* [Activity] Somewhere below are a line with "filename src/cms/error.rs" and a later line with "responded with status". Output exactly those lines and all lines between them.

*** Records to process ***

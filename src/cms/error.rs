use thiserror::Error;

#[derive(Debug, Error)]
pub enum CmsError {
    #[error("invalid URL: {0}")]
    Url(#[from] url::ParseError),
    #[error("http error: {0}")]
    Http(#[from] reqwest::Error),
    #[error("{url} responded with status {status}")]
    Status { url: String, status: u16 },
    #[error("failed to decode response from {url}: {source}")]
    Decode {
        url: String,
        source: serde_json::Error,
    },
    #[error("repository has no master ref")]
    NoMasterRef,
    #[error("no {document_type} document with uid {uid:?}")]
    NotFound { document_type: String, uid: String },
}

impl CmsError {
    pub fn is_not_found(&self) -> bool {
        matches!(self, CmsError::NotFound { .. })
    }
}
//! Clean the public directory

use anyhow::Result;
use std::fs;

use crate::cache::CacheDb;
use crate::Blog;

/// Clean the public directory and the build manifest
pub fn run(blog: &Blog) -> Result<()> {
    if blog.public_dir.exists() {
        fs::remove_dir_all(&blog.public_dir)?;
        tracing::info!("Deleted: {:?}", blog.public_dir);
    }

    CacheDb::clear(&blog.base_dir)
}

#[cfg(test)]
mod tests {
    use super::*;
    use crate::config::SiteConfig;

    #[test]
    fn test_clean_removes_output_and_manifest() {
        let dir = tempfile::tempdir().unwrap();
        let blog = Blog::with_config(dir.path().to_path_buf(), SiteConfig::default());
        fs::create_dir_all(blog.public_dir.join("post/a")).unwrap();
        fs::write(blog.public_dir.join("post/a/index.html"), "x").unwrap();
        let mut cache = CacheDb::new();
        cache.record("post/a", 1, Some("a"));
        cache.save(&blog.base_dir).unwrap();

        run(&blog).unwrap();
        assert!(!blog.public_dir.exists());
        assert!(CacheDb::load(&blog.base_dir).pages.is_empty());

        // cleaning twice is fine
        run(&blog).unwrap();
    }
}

*** End of Records to process ***
*** Records to process ***

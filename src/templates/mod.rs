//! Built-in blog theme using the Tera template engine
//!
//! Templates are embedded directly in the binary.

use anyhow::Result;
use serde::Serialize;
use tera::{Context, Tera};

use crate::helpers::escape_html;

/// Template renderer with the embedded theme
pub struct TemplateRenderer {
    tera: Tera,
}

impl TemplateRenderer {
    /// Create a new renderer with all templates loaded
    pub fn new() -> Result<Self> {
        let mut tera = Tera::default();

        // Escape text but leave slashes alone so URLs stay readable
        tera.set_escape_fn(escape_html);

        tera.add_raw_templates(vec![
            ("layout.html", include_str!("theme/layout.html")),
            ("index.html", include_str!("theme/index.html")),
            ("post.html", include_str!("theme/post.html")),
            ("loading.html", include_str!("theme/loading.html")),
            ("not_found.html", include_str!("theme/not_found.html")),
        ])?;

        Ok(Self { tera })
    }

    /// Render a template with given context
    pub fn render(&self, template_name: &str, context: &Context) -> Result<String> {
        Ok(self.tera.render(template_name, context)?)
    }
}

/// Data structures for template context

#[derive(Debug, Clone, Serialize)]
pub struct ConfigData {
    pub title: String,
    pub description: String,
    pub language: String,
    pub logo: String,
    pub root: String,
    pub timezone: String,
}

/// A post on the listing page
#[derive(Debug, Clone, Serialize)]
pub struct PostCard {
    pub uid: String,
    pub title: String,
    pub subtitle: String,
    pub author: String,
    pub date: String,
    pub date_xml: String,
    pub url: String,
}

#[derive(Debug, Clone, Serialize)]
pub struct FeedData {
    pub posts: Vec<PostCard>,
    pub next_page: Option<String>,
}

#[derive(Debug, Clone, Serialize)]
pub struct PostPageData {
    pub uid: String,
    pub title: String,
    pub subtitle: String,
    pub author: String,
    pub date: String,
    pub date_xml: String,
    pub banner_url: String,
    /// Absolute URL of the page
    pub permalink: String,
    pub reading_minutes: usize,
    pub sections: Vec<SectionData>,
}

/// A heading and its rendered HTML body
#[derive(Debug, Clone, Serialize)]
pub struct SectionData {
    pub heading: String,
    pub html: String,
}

*** End of Records to process ***
*** Records to process ***

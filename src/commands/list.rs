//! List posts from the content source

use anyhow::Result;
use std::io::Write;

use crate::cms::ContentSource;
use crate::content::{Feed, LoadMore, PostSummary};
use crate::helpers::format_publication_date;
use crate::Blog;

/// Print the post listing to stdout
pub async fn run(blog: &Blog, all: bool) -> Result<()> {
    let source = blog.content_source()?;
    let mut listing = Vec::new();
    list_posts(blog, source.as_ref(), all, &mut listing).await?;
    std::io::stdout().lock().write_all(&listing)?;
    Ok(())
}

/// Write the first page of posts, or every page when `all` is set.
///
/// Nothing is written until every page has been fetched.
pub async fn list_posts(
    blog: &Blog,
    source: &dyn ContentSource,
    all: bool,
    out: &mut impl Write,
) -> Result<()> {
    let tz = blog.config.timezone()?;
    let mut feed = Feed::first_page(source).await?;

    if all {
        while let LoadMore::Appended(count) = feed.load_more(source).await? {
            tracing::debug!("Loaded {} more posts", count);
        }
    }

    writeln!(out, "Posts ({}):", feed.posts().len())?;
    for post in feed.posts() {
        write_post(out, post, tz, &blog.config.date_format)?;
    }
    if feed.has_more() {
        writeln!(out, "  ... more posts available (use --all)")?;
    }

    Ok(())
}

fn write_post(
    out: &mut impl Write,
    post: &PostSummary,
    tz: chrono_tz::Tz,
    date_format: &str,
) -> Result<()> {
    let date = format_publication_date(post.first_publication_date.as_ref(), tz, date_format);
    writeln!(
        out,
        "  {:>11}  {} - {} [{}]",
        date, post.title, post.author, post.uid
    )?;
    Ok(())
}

*** End of Records to process ***

* [Answer area]
filename src/cms/error.rs
use thiserror::Error;

#[derive(Debug, Error)]
pub enum CmsError {
    #[error("invalid URL: {0}")]
    Url(#[from] url::ParseError),
    #[error("http error: {0}")]
    Http(#[from] reqwest::Error),
    #[error("{url} responded with status {status}")]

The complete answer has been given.